Experimenting with Tom Osler’s Base and Sharpening Training

I previously mentioned reading Sky Waterpeace’s Lazy Man’s Guide to (Ultra)Marathon Running. While obviously not that lazy myself, Kindle Unlimited granted me free access to the Kindle version. The somewhat insightful book got me experimenting with keto, which was fine for the month I actively practiced it.

But Sky also harps on the writing and work of an accomplished marathoner and ultra runner named Tom Osler. Sky’s principles are based considerably on Osler’s principles. As an appendix, Sky included a 28 page booklet written in the late 60’s by Osler about his fundamental training approach called The Conditioning of Distance Runners. You can now find the booklet on Amazon and other sources.

Along with being a precursor to today’s gumroad e-books if you think about it… Osler’s booklet, however esoteric and outdated on the surface, outlines a sound approach that in some form has been both practiced and ignored in the decades since, to this present day.

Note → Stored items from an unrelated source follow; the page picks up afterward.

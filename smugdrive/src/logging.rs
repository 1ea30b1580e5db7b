use std::ffi::OsStr;
use std::path::Path;

use tracing_appender::non_blocking::WorkerGuard;
use tracing_subscriber::prelude::*;
use tracing_subscriber::{EnvFilter, fmt};

const DEFAULT_FILTER: &str = "info";

/// Installs the global subscriber: stderr always, plus a plain-text file when
/// `SMUGDRIVE_LOG_FILE` is set. Keep the returned guard alive until exit so
/// buffered file output is flushed.
pub fn init() -> Option<WorkerGuard> {
    let filter = filter_from(std::env::var("SMUGDRIVE_LOG").ok().as_deref());

    let (file_layer, guard) = match std::env::var("SMUGDRIVE_LOG_FILE") {
        Ok(path) if !path.trim().is_empty() => {
            let path = Path::new(&path);
            let dir = path
                .parent()
                .filter(|dir| !dir.as_os_str().is_empty())
                .unwrap_or_else(|| Path::new("."));
            let name = path.file_name().unwrap_or_else(|| OsStr::new("smugdrive.log"));
            let appender = tracing_appender::rolling::never(dir, name);
            let (writer, guard) = tracing_appender::non_blocking(appender);
            (
                Some(fmt::layer().with_writer(writer).with_ansi(false)),
                Some(guard),
            )
        }
        _ => (None, None),
    };

    tracing_subscriber::registry()
        .with(fmt::layer().with_writer(std::io::stderr).with_target(false))
        .with(file_layer)
        .with(filter)
        .init();
    guard
}

fn filter_from(directive: Option<&str>) -> EnvFilter {
    directive
        .filter(|value| !value.trim().is_empty())
        .and_then(|value| EnvFilter::try_new(value).ok())
        .unwrap_or_else(|| EnvFilter::new(DEFAULT_FILTER))
}
use reqwest::header::{AUTHORIZATION, LOCATION};
use reqwest::{Client, StatusCode};
use serde::{Deserialize, Serialize};
use thiserror::Error;
use url::Url;

use crate::status::{ApiErrorClass, classify_api_status};

const DEFAULT_BASE_URL: &str = "https://www.googleapis.com";

pub const FOLDER_MIME_TYPE: &str = "application/vnd.google-apps.folder";

#[derive(Debug, Error)]
pub enum DriveError {
    #[error("request failed: {0}")]
    Request(#[from] reqwest::Error),
    #[error("invalid url: {0}")]
    Url(#[from] url::ParseError),
    #[error("api returned {status}: {body}")]
    Api { status: StatusCode, body: String },
    #[error("upload session response carried no location")]
    MissingUploadLocation,
}

impl DriveError {
    /// Drive answers 403 for quota and rate limits as well as for missing
    /// permissions, so the reason in the error body decides.
    pub fn classification(&self) -> Option<ApiErrorClass> {
        match self {
            DriveError::Api { status, body } => Some(classify_drive_error(*status, body)),
            _ => None,
        }
    }

    pub fn is_auth(&self) -> bool {
        matches!(self.classification(), Some(ApiErrorClass::Auth))
    }
}

#[derive(Debug, Default, Deserialize)]
struct ErrorBody {
    #[serde(default)]
    error: ErrorDetail,
}

#[derive(Debug, Default, Deserialize)]
struct ErrorDetail {
    #[serde(default)]
    errors: Vec<ErrorReason>,
}

#[derive(Debug, Deserialize)]
struct ErrorReason {
    #[serde(default)]
    reason: String,
}

const RATE_LIMIT_REASONS: &[&str] = &[
    "rateLimitExceeded",
    "userRateLimitExceeded",
    "sharingRateLimitExceeded",
];

const QUOTA_REASONS: &[&str] = &[
    "storageQuotaExceeded",
    "quotaExceeded",
    "dailyLimitExceeded",
    "teamDriveFileLimitExceeded",
    "numChildrenInNonRootLimitExceeded",
];

fn classify_drive_error(status: StatusCode, body: &str) -> ApiErrorClass {
    if status != StatusCode::FORBIDDEN {
        return classify_api_status(status);
    }
    let reasons = serde_json::from_str::<ErrorBody>(body)
        .map(|parsed| parsed.error.errors)
        .unwrap_or_default();
    if reasons.iter().any(|r| RATE_LIMIT_REASONS.contains(&r.reason.as_str())) {
        ApiErrorClass::RateLimit
    } else if reasons.iter().any(|r| QUOTA_REASONS.contains(&r.reason.as_str())) {
        ApiErrorClass::Permanent
    } else {
        ApiErrorClass::Auth
    }
}

#[derive(Clone)]
pub struct DriveClient {
    http: Client,
    base_url: Url,
    token: String,
}

impl DriveClient {
    pub fn new(token: impl Into<String>) -> Result<Self, DriveError> {
        Self::with_base_url(DEFAULT_BASE_URL, token)
    }

    pub fn with_base_url(base_url: &str, token: impl Into<String>) -> Result<Self, DriveError> {
        Ok(Self {
            http: Client::new(),
            base_url: Url::parse(base_url)?,
            token: token.into(),
        })
    }

    /// Runs a files search and returns at most `page_size` matches.
    pub async fn find_files(
        &self,
        query: &str,
        page_size: u32,
    ) -> Result<Vec<DriveFile>, DriveError> {
        let mut url = self.endpoint("/drive/v3/files")?;
        url.query_pairs_mut()
            .append_pair("q", query)
            .append_pair("fields", "files(id,name,mimeType)")
            .append_pair("pageSize", &page_size.max(1).to_string())
            .append_pair("spaces", "drive");
        let response = self
            .http
            .get(url)
            .header(AUTHORIZATION, self.auth_header_value())
            .send()
            .await?;
        let list: FileList = Self::handle_response(response).await?;
        Ok(list.files)
    }

    pub async fn create_folder(
        &self,
        name: &str,
        parent: Option<&str>,
    ) -> Result<DriveFile, DriveError> {
        let mut url = self.endpoint("/drive/v3/files")?;
        url.query_pairs_mut()
            .append_pair("fields", "id,name,mimeType");
        let body = NewFile {
            name,
            mime_type: Some(FOLDER_MIME_TYPE),
            parents: parent.into_iter().collect(),
        };
        let response = self
            .http
            .post(url)
            .header(AUTHORIZATION, self.auth_header_value())
            .json(&body)
            .send()
            .await?;
        Self::handle_response(response).await
    }

    /// Opens a resumable upload session and returns the session URL the
    /// content must be `PUT` to.
    pub async fn start_upload(
        &self,
        name: &str,
        parent: &str,
        content_type: &str,
    ) -> Result<Url, DriveError> {
        let mut url = self.endpoint("/upload/drive/v3/files")?;
        url.query_pairs_mut()
            .append_pair("uploadType", "resumable")
            .append_pair("fields", "id,name,mimeType");
        let body = NewFile {
            name,
            mime_type: None,
            parents: vec![parent],
        };
        let response = self
            .http
            .post(url)
            .header(AUTHORIZATION, self.auth_header_value())
            .header("X-Upload-Content-Type", content_type)
            .json(&body)
            .send()
            .await?;
        if !response.status().is_success() {
            return Err(Self::api_error(response).await);
        }
        let location = response
            .headers()
            .get(LOCATION)
            .and_then(|value| value.to_str().ok())
            .ok_or(DriveError::MissingUploadLocation)?;
        Ok(Url::parse(location)?)
    }

    fn auth_header_value(&self) -> String {
        format!("Bearer {}", self.token)
    }

    fn endpoint(&self, path: &str) -> Result<Url, DriveError> {
        Ok(self.base_url.join(path)?)
    }

    async fn handle_response<T: serde::de::DeserializeOwned>(
        response: reqwest::Response,
    ) -> Result<T, DriveError> {
        if response.status().is_success() {
            Ok(response.json::<T>().await?)
        } else {
            Err(Self::api_error(response).await)
        }
    }

    async fn api_error(response: reqwest::Response) -> DriveError {
        let status = response.status();
        let body = response.text().await.unwrap_or_default();
        DriveError::Api { status, body }
    }
}

/// Search for a non-trashed folder named exactly `name` under `parent`
/// (or anywhere the token can see, for a top-level lookup).
pub fn folder_query(name: &str, parent: Option<&str>) -> String {
    let mut query = format!(
        "name = '{}' and mimeType = '{}' and trashed = false",
        escape_query_value(name),
        FOLDER_MIME_TYPE
    );
    if let Some(parent) = parent {
        query.push_str(&format!(" and '{}' in parents", escape_query_value(parent)));
    }
    query
}

/// Search for a non-trashed, non-folder file named `name` directly under `parent`.
pub fn file_query(name: &str, parent: &str) -> String {
    format!(
        "name = '{}' and '{}' in parents and mimeType != '{}' and trashed = false",
        escape_query_value(name),
        escape_query_value(parent),
        FOLDER_MIME_TYPE
    )
}

pub fn escape_query_value(value: &str) -> String {
    value.replace('\\', "\\\\").replace('\'', "\\'")
}

#[derive(Debug, Clone, Deserialize, Serialize, PartialEq, Eq)]
pub struct DriveFile {
    pub id: String,
    #[serde(default)]
    pub name: String,
    #[serde(rename = "mimeType", default)]
    pub mime_type: Option<String>,
}

impl DriveFile {
    pub fn is_folder(&self) -> bool {
        self.mime_type.as_deref() == Some(FOLDER_MIME_TYPE)
    }
}

#[derive(Debug, Deserialize)]
struct FileList {
    #[serde(default)]
    files: Vec<DriveFile>,
}

#[derive(Debug, Serialize)]
struct NewFile<'a> {
    name: &'a str,
    #[serde(rename = "mimeType", skip_serializing_if = "Option::is_none")]
    mime_type: Option<&'a str>,
    #[serde(skip_serializing_if = "Vec::is_empty")]
    parents: Vec<&'a str>,
}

There are two camps in endurance runner training. One emphasizes a healthy dose of recurring harder workouts alongside your easy and long runs from day one. The idea is that the harder, faster workouts are what makes you faster and fitter, that without regular fast running you cannot possibly get faster, and possibly even get gradually slower. This approach is far and away the most popular of the two, because people generally aren’t patient, and coaches traditionally have learned to always train this way (plus it’s harder to be hands on when all the pupil’s running is easy running).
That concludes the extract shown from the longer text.